Children and Screen Time

How Much Screen Time is Too Much?

During the pandemic, kids screen time increased by an average of 5 hours a day.”1 In a world where digital devices are becoming more necessary for kids to learn, it can be difficult to determine how much is too much. The World Health Organization (WHO) recommends no screen time for children less than two years of age. A maximum of one hour of sedentary screen time for kids aged 2-5, and two hour limit outside of schoolwork for school-aged children 5-17.2

What are the effects of too much screen time?

Computer Vision Syndrome

Computer vision syndrome consists of one or more of the following: eyestrain, tired eyes, irritation, burning sensations, redness of eyes, dry eyes, blurred vision, and/or double vision after using a digital device for an extended period of time.3 This can be experienced by both children and adults and tends to get worse with increased duration of use. These symptoms typically occur for three main reasons. Firstly, poor muscle (oculomotor) function of the eyes such as over or under focusing (inaccurate accommodation), and excessive inward movement or crossing of the eyes .3 Secondly, increase in glare from bright screens causes squinting which can lead to eye pain and headaches.4 Lastly, an increase in dryness of the eyes.3

Dry Eyes

Dryness, burning, grittiness, heaviness, and sometimes even excessive tearing are all symptoms of dry eyes. This is usually caused by a decreased amount of blinking and increased evaporation of tears. Blink rate when on digital devices decreases from about 22 blinks per minute to about 7 blinks per minute, which unsurprisingly can cause our eyes to dry out.1

People who are focused on digital devices also demonstrate a lot of incomplete blinks-where their eyes will only close part way.1 Children often don’t notice these signs of discomfort, so their screen use should be regulated by an adult. Dry eye syndrome also tends to worsen with age, so it’s good to start with healthy habits young. 

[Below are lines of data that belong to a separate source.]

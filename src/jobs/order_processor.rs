/*!
 * Order processor job.
 *
 * Top-level unit of work for a single paid order: load, extract, route,
 * guard, per-supplier dispatch, finalize. Per-supplier dispatch is
 * sequential on purpose — a failure at supplier N prevents production
 * orders for suppliers N+1..k from being created, so the dispatched set is
 * always a deterministic prefix of the routing plan.
 */

use chrono::Utc;
use rust_decimal::Decimal;
use std::sync::Arc;
use tracing::{info, instrument, warn};
use uuid::Uuid;

use super::OrderJob;
use crate::entities::order::{self, ShippingAddressData};
use crate::entities::order_item;
use crate::entities::production_order::ProductionItem;
use crate::errors::ServiceError;
use crate::events::{Event, EventSender};
use crate::services::alerts::{send_best_effort, Alert, AlertService};
use crate::services::orders::{OrderStore, ORDER_STATUS_AWAITING_SHIPMENT};
use crate::services::production_orders::{NewProductionOrder, ProductionOrderStore};
use crate::services::supplier_routing::{RoutableItem, RoutingEngine, SupplierRoute};
use crate::services::SYSTEM_ACTOR;
use crate::suppliers::{
    AdapterRegistry, NewSupplierOrder, NewSupplierOrderItem, ShippingAddress,
};

pub struct OrderProcessor {
    orders: Arc<dyn OrderStore>,
    routing: RoutingEngine,
    ledger: Arc<dyn ProductionOrderStore>,
    adapters: AdapterRegistry,
    alerts: Arc<dyn AlertService>,
    event_sender: Option<Arc<EventSender>>,
}

impl OrderProcessor {
    pub fn new(
        orders: Arc<dyn OrderStore>,
        routing: RoutingEngine,
        ledger: Arc<dyn ProductionOrderStore>,
        adapters: AdapterRegistry,
        alerts: Arc<dyn AlertService>,
        event_sender: Option<Arc<EventSender>>,
    ) -> Self {
        Self {
            orders,
            routing,
            ledger,
            adapters,
            alerts,
            event_sender,
        }
    }

    /// Processes one job, escalating a failure to the alerting collaborator
    /// before handing the error back to the queue.
    #[instrument(skip(self), fields(order_id = %job.order_id, order_number = %job.order_number))]
    pub async fn run(&self, job: &OrderJob) -> Result<(), ServiceError> {
        match self.process(job).await {
            Ok(()) => Ok(()),
            Err(e) => {
                // the unroutable guard already raised its own alert
                if !matches!(e, ServiceError::UnroutableItems { .. }) {
                    send_best_effort(
                        self.alerts.as_ref(),
                        Alert::ProcessingFailed {
                            order_id: job.order_id,
                            error: e.to_string(),
                        },
                    )
                    .await;
                }
                Err(e)
            }
        }
    }

    async fn process(&self, job: &OrderJob) -> Result<(), ServiceError> {
        // Load
        let (order, items) = self
            .orders
            .load_with_items(job.order_id)
            .await?
            .ok_or_else(|| ServiceError::NotFound(format!("Order {} not found", job.order_id)))?;

        self.emit(Event::OrderProcessingStarted(order.id)).await;

        // Extract
        let routable = extract_routable_items(&items);

        // Route
        let plan = self.routing.route_order(&routable).await?;

        // Guard: never proceed with a partial order
        if !plan.unroutable_items.is_empty() {
            warn!(
                order_id = %order.id,
                unroutable = plan.unroutable_items.len(),
                "Order has unroutable items, escalating"
            );
            send_best_effort(
                self.alerts.as_ref(),
                Alert::UnroutableItems {
                    order_id: order.id,
                    order_number: order.order_number.clone(),
                    items: plan.unroutable_items.clone(),
                },
            )
            .await;
            return Err(ServiceError::UnroutableItems {
                order_id: order.id,
                count: plan.unroutable_items.len(),
            });
        }

        // Nothing to produce: a no-op success, not an error
        if plan.routes.is_empty() {
            info!(order_id = %order.id, "Order has no line items to route, nothing to do");
            return Ok(());
        }

        let shipping = shipping_address(&order)?;

        // Per-supplier dispatch, sequential by design: an error aborts the
        // remaining routes. Routes are ordered by supplier id so the
        // dispatched prefix is the same on every attempt.
        let mut routes: Vec<&SupplierRoute> = plan.routes.values().collect();
        routes.sort_by_key(|r| r.supplier_id);

        let mut created: Vec<Uuid> = Vec::with_capacity(routes.len());
        for route in routes {
            let production_order_id = self.dispatch_route(&order, route, &shipping).await?;
            created.push(production_order_id);
        }

        // Finalize: only reached when every route dispatched successfully
        let old_status = order.status.clone();
        self.orders
            .finalize_production(order.id, created.clone(), Utc::now())
            .await?;

        info!(
            order_id = %order.id,
            production_orders = created.len(),
            "Order dispatched to all suppliers"
        );
        self.emit(Event::OrderStatusChanged {
            order_id: order.id,
            old_status,
            new_status: ORDER_STATUS_AWAITING_SHIPMENT.to_string(),
        })
        .await;

        Ok(())
    }

    /// Dispatches one supplier route: upsert-by-natural-key on the ledger,
    /// then remote order creation through the supplier's adapter.
    async fn dispatch_route(
        &self,
        order: &order::Model,
        route: &SupplierRoute,
        shipping: &ShippingAddress,
    ) -> Result<Uuid, ServiceError> {
        // Resume check: a prior attempt may have already dispatched this
        // supplier; recreating the row would duplicate the partner order.
        let production_order = match self
            .ledger
            .find_active_for(order.id, route.supplier_id)
            .await?
        {
            Some(existing) => {
                if existing.supplier_order_id.is_some() {
                    info!(
                        order_id = %order.id,
                        supplier_id = %route.supplier_id,
                        production_order_id = %existing.id,
                        "Supplier already dispatched in a prior attempt, resuming"
                    );
                    return Ok(existing.id);
                }
                existing
            }
            None => {
                self.ledger
                    .create(NewProductionOrder {
                        order_id: order.id,
                        order_number: order.order_number.clone(),
                        supplier_id: route.supplier_id,
                        supplier_name: route.supplier_name.clone(),
                        items: production_items(route),
                        estimated_cost: route.estimated_cost,
                        expected_completion_date: None,
                    })
                    .await?
            }
        };

        let adapter = self.adapters.get(&route.adapter_kind)?;

        let new_order = NewSupplierOrder {
            // idempotent creation key, stable per (order, supplier)
            external_ref: format!("{}-{}", order.order_number, route.supplier_id),
            items: route
                .items
                .iter()
                .map(|item| NewSupplierOrderItem {
                    supplier_sku: item.supplier_sku.clone(),
                    quantity: item.quantity,
                    artwork_urls: Vec::new(),
                })
                .collect(),
            shipping_address: shipping.clone(),
            deadline: None,
        };

        match adapter.create_order(&new_order).await {
            Ok(remote) => {
                self.ledger
                    .record_confirmation(production_order.id, &remote.id, SYSTEM_ACTOR)
                    .await?;
                info!(
                    production_order_id = %production_order.id,
                    supplier_order_id = %remote.id,
                    supplier = %route.supplier_name,
                    "Supplier accepted production order"
                );
                Ok(production_order.id)
            }
            Err(e) => {
                warn!(
                    production_order_id = %production_order.id,
                    supplier = %route.supplier_name,
                    error = %e,
                    "Supplier order creation failed"
                );
                self.ledger
                    .record_dispatch_failure(production_order.id, &e.to_string())
                    .await?;
                Err(e.into())
            }
        }
    }

    async fn emit(&self, event: Event) {
        if let Some(sender) = &self.event_sender {
            if let Err(e) = sender.send(event).await {
                warn!(error = %e, "Failed to send order processing event");
            }
        }
    }
}

/// Flattens the order's line items into the routing engine's input shape.
pub fn extract_routable_items(items: &[order_item::Model]) -> Vec<RoutableItem> {
    items
        .iter()
        .map(|item| RoutableItem {
            internal_sku: item.internal_sku.clone(),
            variant_id: item.variant_id,
            quantity: item.quantity,
            product_name: item.product_name.clone(),
        })
        .collect()
}

fn production_items(route: &SupplierRoute) -> Vec<ProductionItem> {
    route
        .items
        .iter()
        .map(|item| ProductionItem {
            internal_sku: item.internal_sku.clone(),
            supplier_sku: item.supplier_sku.clone(),
            variant_id: item.variant_id,
            product_name: item.product_name.clone(),
            quantity: item.quantity,
            unit_cost: item.unit_cost,
            total_cost: item.unit_cost * Decimal::from(item.quantity),
        })
        .collect()
}

fn shipping_address(order: &order::Model) -> Result<ShippingAddress, ServiceError> {
    let data: &ShippingAddressData = order.shipping_address.as_ref().ok_or_else(|| {
        ServiceError::ValidationError(format!("Order {} has no shipping address", order.id))
    })?;
    Ok(ShippingAddress {
        name: data.name.clone(),
        address1: data.address1.clone(),
        address2: data.address2.clone(),
        city: data.city.clone(),
        state: data.state.clone(),
        country: data.country.clone(),
        zip: data.zip.clone(),
        phone: data.phone.clone(),
    })
}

Most recent studies show an increase in myopia (near-sightedness) development with increased use of near digital devices.5 This may be related to an increase in time spent on near work and less time spent outdoors. One study showed myopic children spent more time playing video games than their non-myopic counterparts.5 Please visit our MYOPACE page to learn more information on myopia development.

Reduction in quantity and quality of sleep

Blue light emitted from screens reduces our brain’s melatonin production which disrupts our natural circadian rhythm.6 This can make it more difficult to fall asleep and stay asleep.

Screens are heavily integrated in the lives of both children and adults – and in many cases this is an unavoidable reality we all face. However, it is not all doom and gloom! Next month we will be releasing a blog post that will go over healthy habits that can make screen time more tolerable for your eyes!

  1. Elhusseiny, Abdelrahman M., et al. “Relationship between Screen Time and Dry Eye Symptoms in Pediatric Population during the COVID-19 Pandemic.” The Ocular Surface, vol. 22, 2021, pp. 117–119.
  2. Balhara, YatanPal Singh, and Swarndeep Singh. “‘Screen-Time’ for Children and Adolescents in Covid-19 Times: Need to Have the Contextually Informed Perspective.” Indian Journal of Psychiatry, vol. 63, no. 2, 2021, p. 192. 
  3. Bhootra, Ajay. “Computer Vision Syndrome.” Basics of Computer Vision Syndrome, 2014, pp. 11–11. 
  4. Gifford, Kate. “Digital Eye Strain in Kids.” Myopia Profile, 7 May 2023, 
  5. Lanca, Carla, and Seang‐Mei Saw. “The Association between Digital Screen Time and Myopia: A Systematic Review.” Ophthalmic and Physiological Optics, vol. 40, no. 2, 2020, pp. 216–229.
  6. Stringham, James, et al. “Macular Carotenoid Supplementation Improves Visual Performance, Sleep Quality, and Adverse Physical Symptoms in Those with High Screen Time Exposure.” Foods, vol. 6, no. 7, 2017, p. 47.